[[ Data extract open ]]

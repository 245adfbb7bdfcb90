// Copyright (c) 2025 Soumyadip Sarkar.
// All rights reserved.
//
// This source code is licensed under the license found in the
// LICENSE file in the root directory of this source tree.

use std::io::Cursor;
use treasurer::commands::interactive::run;
use treasurer::dialog::DialogKind;
use treasurer::ledger;

fn drive(conn: &rusqlite::Connection, kind: DialogKind, input: &str) -> (bool, String) {
    let mut out = Vec::new();
    let saved = run(conn, kind, Cursor::new(input.to_string()), &mut out).unwrap();
    (saved, String::from_utf8(out).unwrap())
}

#[test]
fn transfer_needs_an_investor_first() {
    let conn = treasurer::db::open_in_memory().unwrap();
    let (saved, out) = drive(&conn, DialogKind::Transfer, "Ann\n100\nUSD\n2024-06-01\n");
    assert!(!saved);
    assert!(out.contains("No investors yet"));
    assert!(ledger::list_transfers(&conn).unwrap().is_empty());
}

#[test]
fn completed_transfer_is_saved() {
    let conn = treasurer::db::open_in_memory().unwrap();
    ledger::add_investor(&conn, "Ann").unwrap();
    let (saved, out) = drive(
        &conn,
        DialogKind::Transfer,
        "Ann\nabc\n1 000\nusd\n01.06.2024\n",
    );
    assert!(saved, "{}", out);
    assert!(out.contains("Investors: 1. Ann"));
    assert!(out.contains("Transfer of 1000.00 USD from 'Ann' on 2024-06-01 added."));
    let transfers = ledger::list_transfers(&conn).unwrap();
    assert_eq!(transfers.len(), 1);
    assert_eq!(transfers[0].amount, 1000.0);
}

#[test]
fn cancel_and_eof_save_nothing() {
    let conn = treasurer::db::open_in_memory().unwrap();
    let (saved, out) = drive(&conn, DialogKind::Service, "Hosting\n50\ncancel\n");
    assert!(!saved);
    assert!(out.contains("Cancelled, nothing saved."));

    let (saved, _) = drive(&conn, DialogKind::Service, "Hosting\n50\nEUR\n");
    assert!(!saved);
    assert!(ledger::list_service_purchases(&conn).unwrap().is_empty());
}

#[test]
fn storage_rejection_is_an_error() {
    let conn = treasurer::db::open_in_memory().unwrap();
    ledger::add_investor(&conn, "Ann").unwrap();
    let mut out = Vec::new();
    let err = run(&conn, DialogKind::Investor, Cursor::new("Ann\n"), &mut out).unwrap_err();
    assert!(format!("{:#}", err).contains("already exists"), "{:#}", err);
    assert!(String::from_utf8(out).unwrap().contains("Nothing saved:"));
    assert_eq!(ledger::list_investors(&conn).unwrap().len(), 1);
}

#[test]
fn unknown_investor_is_asked_again_before_other_fields() {
    let conn = treasurer::db::open_in_memory().unwrap();
    ledger::add_investor(&conn, "Ann").unwrap();
    ledger::add_investor(&conn, "Bob").unwrap();
    let (saved, out) = drive(
        &conn,
        DialogKind::Purchase,
        "Carl\n2\nGPU\n30\nEUR\n2024-06-02\n1\nmonth\n",
    );
    assert!(saved, "{}", out);
    assert!(out.contains("Unknown investor 'Carl'"));
    let purchases = ledger::list_purchases(&conn).unwrap();
    assert_eq!(purchases.len(), 1);
    let bob = ledger::investor_by_name(&conn, "Bob").unwrap();
    assert_eq!(purchases[0].investor_id, bob.id);
}

#[test]
fn rate_dialog_writes_both_directions() {
    let conn = treasurer::db::open_in_memory().unwrap();
    let (saved, out) = drive(&conn, DialogKind::Rate, "2024-06-01\nusd\nrub\n80\n");
    assert!(saved, "{}", out);
    assert!(out.contains("inverse 1 RUB = 0.0125 USD"));
    assert_eq!(ledger::list_rates(&conn, 10).unwrap().len(), 2);
}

[[ Data extract closed ]]

Each line of the data is to be written out again exactly.

- **Result**
repository 245adfbb7bdfcb90
// Copyright (c) 2025 Soumyadip Sarkar.
// All rights reserved.
//
// This source code is licensed under the license found in the
// LICENSE file in the root directory of this source tree.

use std::io::Cursor;
use treasurer::commands::interactive::run;
use treasurer::dialog::DialogKind;
use treasurer::ledger;

fn drive(conn: &rusqlite::Connection, kind: DialogKind, input: &str) -> (bool, String) {
    let mut out = Vec::new();
    let saved = run(conn, kind, Cursor::new(input.to_string()), &mut out).unwrap();
    (saved, String::from_utf8(out).unwrap())
}

#[test]
fn transfer_needs_an_investor_first() {
    let conn = treasurer::db::open_in_memory().unwrap();
    let (saved, out) = drive(&conn, DialogKind::Transfer, "Ann\n100\nUSD\n2024-06-01\n");
    assert!(!saved);
    assert!(out.contains("No investors yet"));
    assert!(ledger::list_transfers(&conn).unwrap().is_empty());
}

#[test]
fn completed_transfer_is_saved() {
    let conn = treasurer::db::open_in_memory().unwrap();
    ledger::add_investor(&conn, "Ann").unwrap();
    let (saved, out) = drive(
        &conn,
        DialogKind::Transfer,
        "Ann\nabc\n1 000\nusd\n01.06.2024\n",
    );
    assert!(saved, "{}", out);
    assert!(out.contains("Investors: 1. Ann"));
    assert!(out.contains("Transfer of 1000.00 USD from 'Ann' on 2024-06-01 added."));
    let transfers = ledger::list_transfers(&conn).unwrap();
    assert_eq!(transfers.len(), 1);
    assert_eq!(transfers[0].amount, 1000.0);
}

#[test]
fn cancel_and_eof_save_nothing() {
    let conn = treasurer::db::open_in_memory().unwrap();
    let (saved, out) = drive(&conn, DialogKind::Service, "Hosting\n50\ncancel\n");
    assert!(!saved);
    assert!(out.contains("Cancelled, nothing saved."));

    let (saved, _) = drive(&conn, DialogKind::Service, "Hosting\n50\nEUR\n");
    assert!(!saved);
    assert!(ledger::list_service_purchases(&conn).unwrap().is_empty());
}

#[test]
fn storage_rejection_is_an_error() {
    let conn = treasurer::db::open_in_memory().unwrap();
    ledger::add_investor(&conn, "Ann").unwrap();
    let mut out = Vec::new();
    let err = run(&conn, DialogKind::Investor, Cursor::new("Ann\n"), &mut out).unwrap_err();
    assert!(format!("{:#}", err).contains("already exists"), "{:#}", err);
    assert!(String::from_utf8(out).unwrap().contains("Nothing saved:"));
    assert_eq!(ledger::list_investors(&conn).unwrap().len(), 1);
}

#[test]
fn unknown_investor_is_asked_again_before_other_fields() {
    let conn = treasurer::db::open_in_memory().unwrap();
    ledger::add_investor(&conn, "Ann").unwrap();
    ledger::add_investor(&conn, "Bob").unwrap();
    let (saved, out) = drive(
        &conn,
        DialogKind::Purchase,
        "Carl\n2\nGPU\n30\nEUR\n2024-06-02\n1\nmonth\n",
    );
    assert!(saved, "{}", out);
    assert!(out.contains("Unknown investor 'Carl'"));
    let purchases = ledger::list_purchases(&conn).unwrap();
    assert_eq!(purchases.len(), 1);
    let bob = ledger::investor_by_name(&conn, "Bob").unwrap();
    assert_eq!(purchases[0].investor_id, bob.id);
}

#[test]
fn rate_dialog_writes_both_directions() {
    let conn = treasurer::db::open_in_memory().unwrap();
    let (saved, out) = drive(&conn, DialogKind::Rate, "2024-06-01\nusd\nrub\n80\n");
    assert!(saved, "{}", out);
    assert!(out.contains("inverse 1 RUB = 0.0125 USD"));
    assert_eq!(ledger::list_rates(&conn, 10).unwrap().len(), 2);
}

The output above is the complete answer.